Deadline Cloud のワーカーフリートは、サービスマネージドフリートとカスタマーマネージドフリートの 2 種類があります。サービスマネージドフリートでは、ジョブの要件に応じて EC2 インスタンスが自動的にプロビジョニングされ、レンダリング完了後に終了します。 GPU インスタンス (G5 、 G6) を指定して GPU レンダリングに対応できます。大容量のシーンデータやテクスチャの転送には、 S3 をジョブアタッチメントのストレージとして使用し、ワーカーがジョブ開始時に自動ダウンロードします。 FSx for Lustre をマウントすると、複数ワーカーから高スループットで共有ファイルシステムにアクセスでき、フレーム間で共通のアセットを効率的に参照できます。 Deadline Cloud に関する詳しい解説はAmazon の関連書籍でも確認できます。

Deadline Cloud のコスト管理

Deadline Cloud はレンダリングに使用したコンピューティングリソースの従量課金です。スポットインスタンスをワーカーフリートに指定すると、レンダリングコストを大幅に削減できます。
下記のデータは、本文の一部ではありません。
impl<T: Transport> FilesResource<'_, T> {
    /// Copy a file, applying the given metadata to the copy
    pub async fn copy(
        &self,
        file_id: &str,
        body: &DriveFile,
        opt_params: OptParams,
    ) -> Result<DriveFile> {
        let args = InvocationArgs::new()
            .with("fileId", file_id)
            .with_body(body)?;
        self.0.call("copy", args.merge(opt_params)).await
    }

    /// Permanently delete a file, skipping the trash
    pub async fn delete(&self, file_id: &str, opt_params: OptParams) -> Result<()> {
        let args = InvocationArgs::new().with("fileId", file_id);
        self.0.call_void("delete", args.merge(opt_params)).await
    }

    /// Permanently delete everything in the trash
    pub async fn empty_trash(&self, opt_params: OptParams) -> Result<()> {
        self.0.call_void("emptyTrash", InvocationArgs::new().merge(opt_params)).await
    }

    pub async fn get(&self, file_id: &str, opt_params: OptParams) -> Result<DriveFile> {
        let args = InvocationArgs::new().with("fileId", file_id);
        self.0.call("get", args.merge(opt_params)).await
    }

    /// Create a file from metadata only
    pub async fn insert(&self, body: &DriveFile, opt_params: OptParams) -> Result<DriveFile> {
        let args = InvocationArgs::new()
            .with_body(body)?;
        self.0.call("insert", args.merge(opt_params)).await
    }

    pub async fn list(&self, opt_params: OptParams) -> Result<FileList> {
        self.0.call("list", InvocationArgs::new().merge(opt_params)).await
    }

    pub async fn patch(
        &self,
        file_id: &str,
        body: &DriveFile,
        opt_params: OptParams,
    ) -> Result<DriveFile> {
        let args = InvocationArgs::new()
            .with("fileId", file_id)
            .with_body(body)?;
        self.0.call("patch", args.merge(opt_params)).await
    }

    /// Set the modified time of a file to now
    pub async fn touch(&self, file_id: &str, opt_params: OptParams) -> Result<DriveFile> {
        let args = InvocationArgs::new().with("fileId", file_id);
        self.0.call("touch", args.merge(opt_params)).await
    }

    pub async fn trash(&self, file_id: &str, opt_params: OptParams) -> Result<DriveFile> {
        let args = InvocationArgs::new().with("fileId", file_id);
        self.0.call("trash", args.merge(opt_params)).await
    }

    pub async fn untrash(&self, file_id: &str, opt_params: OptParams) -> Result<DriveFile> {
        let args = InvocationArgs::new().with("fileId", file_id);
        self.0.call("untrash", args.merge(opt_params)).await
    }

    pub async fn update(
        &self,
        file_id: &str,
        body: &DriveFile,
        opt_params: OptParams,
    ) -> Result<DriveFile> {
        let args = InvocationArgs::new()
            .with("fileId", file_id)
            .with_body(body)?;
        self.0.call("update", args.merge(opt_params)).await
    }

    pub async fn watch(
        &self,
        file_id: &str,
        body: &Channel,
        opt_params: OptParams,
    ) -> Result<Channel> {
        let args = InvocationArgs::new()
            .with("fileId", file_id)
            .with_body(body)?;
        self.0.call("watch", args.merge(opt_params)).await
    }
}

pub struct ParentsResource<'a, T>(Resource<'a, T>);

impl<T: Transport> ParentsResource<'_, T> {
    pub async fn delete(
        &self,
        file_id: &str,
        parent_id: &str,
        opt_params: OptParams,
    ) -> Result<()> {
        let args = InvocationArgs::new()
            .with("fileId", file_id)
            .with("parentId", parent_id);
        self.0.call_void("delete", args.merge(opt_params)).await
    }

    pub async fn get(
        &self,
        file_id: &str,
        parent_id: &str,
        opt_params: OptParams,
    ) -> Result<ParentReference> {
        let args = InvocationArgs::new()
            .with("fileId", file_id)
            .with("parentId", parent_id);
        self.0.call("get", args.merge(opt_params)).await
    }

    pub async fn insert(
        &self,
        file_id: &str,
        body: &ParentReference,
        opt_params: OptParams,
    ) -> Result<ParentReference> {
        let args = InvocationArgs::new()
            .with("fileId", file_id)
            .with_body(body)?;
        self.0.call("insert", args.merge(opt_params)).await
    }

    pub async fn list(&self, file_id: &str, opt_params: OptParams) -> Result<ParentList> {
        let args = InvocationArgs::new().with("fileId", file_id);
        self.0.call("list", args.merge(opt_params)).await
    }
}

pub struct PermissionsResource<'a, T>(Resource<'a, T>);

impl<T: Transport> PermissionsResource<'_, T> {
    pub async fn delete(
        &self,
        file_id: &str,
        permission_id: &str,
        opt_params: OptParams,
    ) -> Result<()> {
        let args = InvocationArgs::new()
            .with("fileId", file_id)
            .with("permissionId", permission_id);
        self.0.call_void("delete", args.merge(opt_params)).await
    }

    pub async fn get(
        &self,
        file_id: &str,
        permission_id: &str,
        opt_params: OptParams,
    ) -> Result<Permission> {
        let args = InvocationArgs::new()
            .with("fileId", file_id)
            .with("permissionId", permission_id);
        self.0.call("get", args.merge(opt_params)).await
    }

    /// The permission id of an email address
    pub async fn get_id_for_email(
        &self,
        email: &str,
        opt_params: OptParams,
    ) -> Result<PermissionId> {
        let args = InvocationArgs::new().with("email", email);
        self.0.call("getIdForEmail", args.merge(opt_params)).await
    }

    pub async fn insert(
        &self,
        file_id: &str,
        body: &Permission,
        opt_params: OptParams,
    ) -> Result<Permission> {
        let args = InvocationArgs::new()
            .with("fileId", file_id)
            .with_body(body)?;
        self.0.call("insert", args.merge(opt_params)).await
    }

    pub async fn list(&self, file_id: &str, opt_params: OptParams) -> Result<PermissionList> {
        let args = InvocationArgs::new().with("fileId", file_id);
        self.0.call("list", args.merge(opt_params)).await
    }

    pub async fn patch(
        &self,
        file_id: &str,
        permission_id: &str,
        body: &Permission,
        opt_params: OptParams,
    ) -> Result<Permission> {
        let args = InvocationArgs::new()
            .with("fileId", file_id)
            .with("permissionId", permission_id)
            .with_body(body)?;
        self.0.call("patch", args.merge(opt_params)).await
    }

    pub async fn update(
        &self,
        file_id: &str,
        permission_id: &str,
        body: &Permission,
        opt_params: OptParams,
    ) -> Result<Permission> {
        let args = InvocationArgs::new()
            .with("fileId", file_id)
            .with("permissionId", permission_id)
            .with_body(body)?;
        self.0.call("update", args.merge(opt_params)).await
    }
}

pub struct PropertiesResource<'a, T>(Resource<'a, T>);

impl<T: Transport> PropertiesResource<'_, T> {
    pub async fn delete(
        &self,
        file_id: &str,
        property_key: &str,
        opt_params: OptParams,
    ) -> Result<()> {
        let args = InvocationArgs::new()
            .with("fileId", file_id)
            .with("propertyKey", property_key);
        self.0.call_void("delete", args.merge(opt_params)).await
    }

    pub async fn get(
        &self,
        file_id: &str,
        property_key: &str,
        opt_params: OptParams,
    ) -> Result<Property> {
        let args = InvocationArgs::new()
            .with("fileId", file_id)
            .with("propertyKey", property_key);
        self.0.call("get", args.merge(opt_params)).await
    }

    pub async fn insert(
        &self,
        file_id: &str,
        body: &Property,
        opt_params: OptParams,
    ) -> Result<Property> {
        let args = InvocationArgs::new()
            .with("fileId", file_id)
            .with_body(body)?;
        self.0.call("insert", args.merge(opt_params)).await
    }

    pub async fn list(&self, file_id: &str, opt_params: OptParams) -> Result<PropertyList> {
        let args = InvocationArgs::new().with("fileId", file_id);
        self.0.call("list", args.merge(opt_params)).await
    }

    pub async fn patch(
        &self,
        file_id: &str,
        property_key: &str,
        body: &Property,
        opt_params: OptParams,
    ) -> Result<Property> {
        let args = InvocationArgs::new()
            .with("fileId", file_id)
            .with("propertyKey", property_key)
            .with_body(body)?;
        self.0.call("patch", args.merge(opt_params)).await
    }

    pub async fn update(
        &self,
        file_id: &str,
        property_key: &str,
        body: &Property,
        opt_params: OptParams,
    ) -> Result<Property> {
        let args = InvocationArgs::new()
            .with("fileId", file_id)
            .with("propertyKey", property_key)
            .with_body(body)?;
        self.0.call("update", args.merge(opt_params)).await
    }
}
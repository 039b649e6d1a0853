//! Resource abstraction layer
//!
//! Every API method is described by data, not code. Service tables are loaded
//! from JSON files at compile time and a single invoker executes any method
//! they describe.
//!
//! # Architecture
//!
//! - [`descriptor`] - Method descriptors and parameter specs
//! - [`args`] - Caller-supplied parameter values
//! - [`invoker`] - Builds and dispatches requests, decodes responses
//! - [`registry`] - Loads and caches service tables from embedded JSON
//! - [`fetcher`] - Pagination and concurrent fetch helpers
//!
//! # Service Tables
//!
//! Services are defined in JSON files under `src/resources/`:
//! - `calendar.json` - Calendar API v3
//! - `drive.json` - Drive API v2
//! - `fusiontables.json` - Fusion Tables API v2
//! - `androidpublisher.json` - Google Play Developer API v2
//! - `cloudtrace.json` - Cloud Trace API v1
//!
//! # Example
//!
//! ```ignore
//! use gapi_rest::resource::{get_registry, InvocationArgs, ResourceInvoker};
//!
//! async fn delete_event<T: Transport>(invoker: &ResourceInvoker<T>) -> gapi_rest::Result<()> {
//!     let (service, descriptor) = get_registry().method("calendar", "events", "delete")?;
//!     let args = InvocationArgs::new()
//!         .with("calendarId", "primary")
//!         .with("eventId", "abc123");
//!     invoker.invoke_raw(service, descriptor, args).await?;
//!     Ok(())
//! }
//! ```

pub mod args;
pub mod descriptor;
pub mod fetcher;
pub mod invoker;
pub mod registry;

pub use args::{InvocationArgs, OptParams, ParamValue};
pub use descriptor::{HttpMethod, Location, MethodDescriptor, ParameterSpec, ValueType};
pub use fetcher::{fetch_all_pages, fetch_all_pages_raw, fetch_concurrent, Paginated};
pub use invoker::{Resource, ResourceInvoker, STANDARD_PARAMETERS};
pub use registry::{get_registry, get_service, Registry, ResourceDef, ServiceDef};
//! Cloud Trace API v1 models

use super::impl_paginated;
use serde::{Deserialize, Serialize};
use std::collections::HashMap;

/// A trace: a tree of spans describing one request
#[derive(Debug, Clone, Default, PartialEq, Serialize, Deserialize)]
#[serde(rename_all = "camelCase")]
pub struct Trace {
    #[serde(skip_serializing_if = "Option::is_none")]
    pub project_id: Option<String>,
    /// 32 hex characters
    #[serde(skip_serializing_if = "Option::is_none")]
    pub trace_id: Option<String>,
    #[serde(skip_serializing_if = "Option::is_none")]
    pub spans: Option<Vec<TraceSpan>>,
}

/// A timed operation within a trace
#[derive(Debug, Clone, Default, PartialEq, Serialize, Deserialize)]
#[serde(rename_all = "camelCase")]
pub struct TraceSpan {
    /// uint64, sent as a decimal string
    #[serde(skip_serializing_if = "Option::is_none")]
    pub span_id: Option<String>,
    /// `SPAN_KIND_UNSPECIFIED`, `RPC_SERVER` or `RPC_CLIENT`
    #[serde(skip_serializing_if = "Option::is_none")]
    pub kind: Option<String>,
    #[serde(skip_serializing_if = "Option::is_none")]
    pub name: Option<String>,
    #[serde(skip_serializing_if = "Option::is_none")]
    pub start_time: Option<String>,
    #[serde(skip_serializing_if = "Option::is_none")]
    pub end_time: Option<String>,
    #[serde(skip_serializing_if = "Option::is_none")]
    pub parent_span_id: Option<String>,
    #[serde(skip_serializing_if = "Option::is_none")]
    pub labels: Option<HashMap<String, String>>,
}

/// A batch of traces sent with `projects.patchTraces`
#[derive(Debug, Clone, Default, PartialEq, Serialize, Deserialize)]
#[serde(rename_all = "camelCase")]
pub struct Traces {
    #[serde(skip_serializing_if = "Option::is_none")]
    pub traces: Option<Vec<Trace>>,
}

#[derive(Debug, Clone, Default, PartialEq, Serialize, Deserialize)]
#[serde(rename_all = "camelCase")]
pub struct ListTracesResponse {
    #[serde(skip_serializing_if = "Option::is_none")]
    pub traces: Option<Vec<Trace>>,
    #[serde(skip_serializing_if = "Option::is_none")]
    pub next_page_token: Option<String>,
}

/// Empty response body
#[derive(Debug, Clone, Default, PartialEq, Serialize, Deserialize)]
pub struct Empty {}

impl_paginated!(ListTracesResponse, Trace, traces);

impl Traces {
    pub fn new(traces: Vec<Trace>) -> Self {
        Self {
            traces: Some(traces),
        }
    }
}

impl TraceSpan {
    pub fn new(span_id: u64, name: &str) -> Self {
        Self {
            span_id: Some(span_id.to_string()),
            name: Some(name.to_string()),
            ..Default::default()
        }
    }

    pub fn with_times(mut self, start: chrono::DateTime<chrono::Utc>, end: chrono::DateTime<chrono::Utc>) -> Self {
        self.start_time = Some(start.to_rfc3339_opts(chrono::SecondsFormat::Nanos, true));
        self.end_time = Some(end.to_rfc3339_opts(chrono::SecondsFormat::Nanos, true));
        self
    }
}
レンダリングジョブは中断耐性があるため、スポットの中断時にはチェックポイントから再開する設計が有効です。バジェット機能でファームごとの月額上限を設定し、予算超過を防止します。ジョブのスケジューリング優先度を活用して、緊急のショットをオンデマンドインスタンスで処理し、プレビューレンダリングをスポットで実行するコスト効率の高い運用が可能です。使用状況レポートでプロジェクトごとのレンダリングコストを追跡し、見積もり精度を向上させます。

まとめ

Deadline Cloud はクラウドベースのマネージドレンダーファームで、VFX やアニメーションのレンダリングジョブを自動スケーリングで処理します。サービスマネージドフリートで EC2 の管理を不要にし、スポットインスタンスとバジェット機能でコストを制御しながら、大規模な並列レンダリングを実現します。